3. He has a passion for work.
I don't want to get too deeply down on Obama for playing golf. But I will observe that I am semi-retired, carry a four handicap and love the game, and even with my avid time commitment to golf, I have not played as much in the past two years as Obama. From more than 40 years in business I know that people who win in life and in business have a passion and a genuine love for the work they are doing. If Mitt were to commit to this job, we would see him work like perhaps no other president in our history.
Through his hard work and passion, Romney built one of the most revered private equity firms in the world, while also helping Ann raise five sons, and serving in demanding roles in his church and other charities. Even after his second presidential loss, he has not bowed out of these roles.
The great leaders we need in America are people who have passion for hard work.

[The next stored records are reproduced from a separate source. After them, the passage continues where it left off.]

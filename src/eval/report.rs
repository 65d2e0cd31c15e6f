//! Ranked comparison of per-backend evaluation results.

use crate::eval::EvaluationResult;

/// Comparison table: one row per backend, ranked by F1 when queried.
///
/// Rows keep insertion order. The winner is the row with the maximum F1
/// score; on an exact tie the earliest inserted row wins, so comparisons are
/// deterministic regardless of score distribution. A single-row table is
/// valid, it just is not much of a comparison.
#[derive(Debug, Clone, Default)]
pub struct ComparisonReport {
    rows: Vec<(String, EvaluationResult)>,
}

impl ComparisonReport {
    pub fn new() -> Self {
        Self::default()
    }

    /// Append one backend's result. Names are not deduplicated; callers
    /// evaluate each backend once per run.
    pub fn insert(&mut self, name: impl Into<String>, result: EvaluationResult) {
        self.rows.push((name.into(), result));
    }

    /// All rows in insertion order.
    pub fn rows(&self) -> &[(String, EvaluationResult)] {
        &self.rows
    }

    pub fn is_empty(&self) -> bool {
        self.rows.is_empty()
    }

    pub fn len(&self) -> usize {
        self.rows.len()
    }

    /// The backend with the strictly highest F1 score; ties go to the
    /// earliest inserted row.
    pub fn best_backend(&self) -> Option<(&str, &EvaluationResult)> {
        let mut best: Option<&(String, EvaluationResult)> = None;
        for row in &self.rows {
            match best {
                None => best = Some(row),
                Some(current) if row.1.f1_score > current.1.f1_score => best = Some(row),
                _ => {}
            }
        }
        best.map(|(name, result)| (name.as_str(), result))
    }

    /// Render the table as aligned text with one metrics row per backend.
    pub fn to_table(&self) -> String {
        let name_width = self
            .rows
            .iter()
            .map(|(name, _)| name.len())
            .max()
            .unwrap_or(0)
            .max("Backend".len());

        let mut table = format!(
            "{:<name_width$}  {:>8}  {:>9}  {:>8}  {:>8}\n",
            "Backend", "Accuracy", "Precision", "Recall", "F1"
        );
        for (name, result) in &self.rows {
            table.push_str(&format!(
                "{:<name_width$}  {:>8.3}  {:>9.3}  {:>8.3}  {:>8.3}\n",
                name, result.accuracy, result.precision, result.recall, result.f1_score
            ));
        }
        table
    }
}
//! Model-loading policy tests for the zero-shot backend: the fallback model
//! is attempted exactly once, and double failure surfaces as a
//! configuration error.

use std::sync::atomic::{AtomicUsize, Ordering};

use destek::backend::ClassifierBackend;
use destek::backend::zero_shot::{
    EntailmentModel, LexicalEntailmentModel, ModelLoader, ModelSpec, ZeroShotBackend,
    ZeroShotConfig,
};
use destek::error::{DestekError, Result};
use destek::intent::Intent;

/// Loader that fails the first `failures` attempts, then succeeds.
struct FlakyLoader {
    failures: usize,
    attempts: AtomicUsize,
}

impl FlakyLoader {
    fn new(failures: usize) -> Self {
        Self {
            failures,
            attempts: AtomicUsize::new(0),
        }
    }

    fn attempts(&self) -> usize {
        self.attempts.load(Ordering::SeqCst)
    }
}

impl ModelLoader for FlakyLoader {
    fn load(&self, spec: &ModelSpec) -> Result<Box<dyn EntailmentModel>> {
        let attempt = self.attempts.fetch_add(1, Ordering::SeqCst);
        if attempt < self.failures {
            return Err(DestekError::backend(format!(
                "{} is not available",
                spec.name
            )));
        }
        Ok(Box::new(LexicalEntailmentModel::new(spec.name)))
    }
}

#[test]
fn test_primary_success_loads_once() {
    let loader = FlakyLoader::new(0);
    let backend = ZeroShotBackend::with_loader(ZeroShotConfig::default(), &loader).unwrap();

    assert_eq!(loader.attempts(), 1);
    assert!(backend.classify("merhaba").is_ok());
}

#[test]
fn test_fallback_is_attempted_exactly_once() {
    let loader = FlakyLoader::new(1);
    let backend = ZeroShotBackend::with_loader(ZeroShotConfig::default(), &loader).unwrap();

    // One failed primary attempt plus one successful fallback attempt.
    assert_eq!(loader.attempts(), 2);
    assert!(backend.classify("sepete ekle").is_ok());
}

#[test]
fn test_double_failure_is_a_construction_error() {
    let loader = FlakyLoader::new(2);
    let error = ZeroShotBackend::with_loader(ZeroShotConfig::default(), &loader).unwrap_err();

    assert!(matches!(error, DestekError::Config(_)));
    // No retry loop: primary once, fallback once, then give up.
    assert_eq!(loader.attempts(), 2);
}

#[test]
fn test_classification_maps_descriptions_back_to_intents() {
    let backend = ZeroShotBackend::new().unwrap();

    let cases = [
        ("Sepete ekle", Intent::CartOperations),
        ("İade etmek istiyorum", Intent::ReturnRefund),
        ("Kargo ücreti ne kadar", Intent::ShippingInfo),
        ("Şikayetim var", Intent::Complaint),
    ];
    for (text, expected) in cases {
        let result = backend.classify(text).unwrap();
        assert_eq!(result.intent, expected, "text: {text}");
        assert!((0.0..=1.0).contains(&result.confidence));
    }
}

In my book UP Your Game: The Six Timeless Principles I quote Vince Lombardi, the famous football coach for the Green Bay Packers who perhaps says it best: "Leaders aren't born. They are made. And they are made, just like anything else, through hard work."
4. He has more grandkids than I do.
Anyone who has 22 grandchildren, and five children, knows something about the importance of human relations. We tend to view Mitt's family as idyllic, but let me be brutally honest: every family, particularly of the size of Mitt's, struggles at times. I know how busy and difficult my own family of 4 children and 16 grandchildren can be. One has to become an expert in human relationships to manage the relationships in a family constellation like this.
Franklin D. Roosevelt once said: "If civilization is to survive, we must cultivate the science of human relationships - the ability of all peoples, of all kinds, to live together, in the same world at peace.
In my mind, there is no better place to cultivate human relationships than in the petri dish of immediate and external family. As a president, Romney would face disasters of myriad varieties. But, as author Robert Brault notes, "The thing about family disasters is that you never have to wait long before the next one puts the previous one into perspective."
5. He has a strong moral compass.
Mitt's faith is deep. He relies on a higher power and is humble enough to know that he does not have all of the answers. As French political pundit and historian Alexis de Tocqueville observed after his famous visit to the United States, it was the moral fabric and belief in the divine that underscored the great power of America. Democracy, divorced from a moral foundation, cannot long survive. We see this today as the rich are getting richer and middle-income wages have remained flat for the past 30 years. Mitt Romney realizes the ways that capitalism can swallow a democracy when highest loyalties are primarily to self.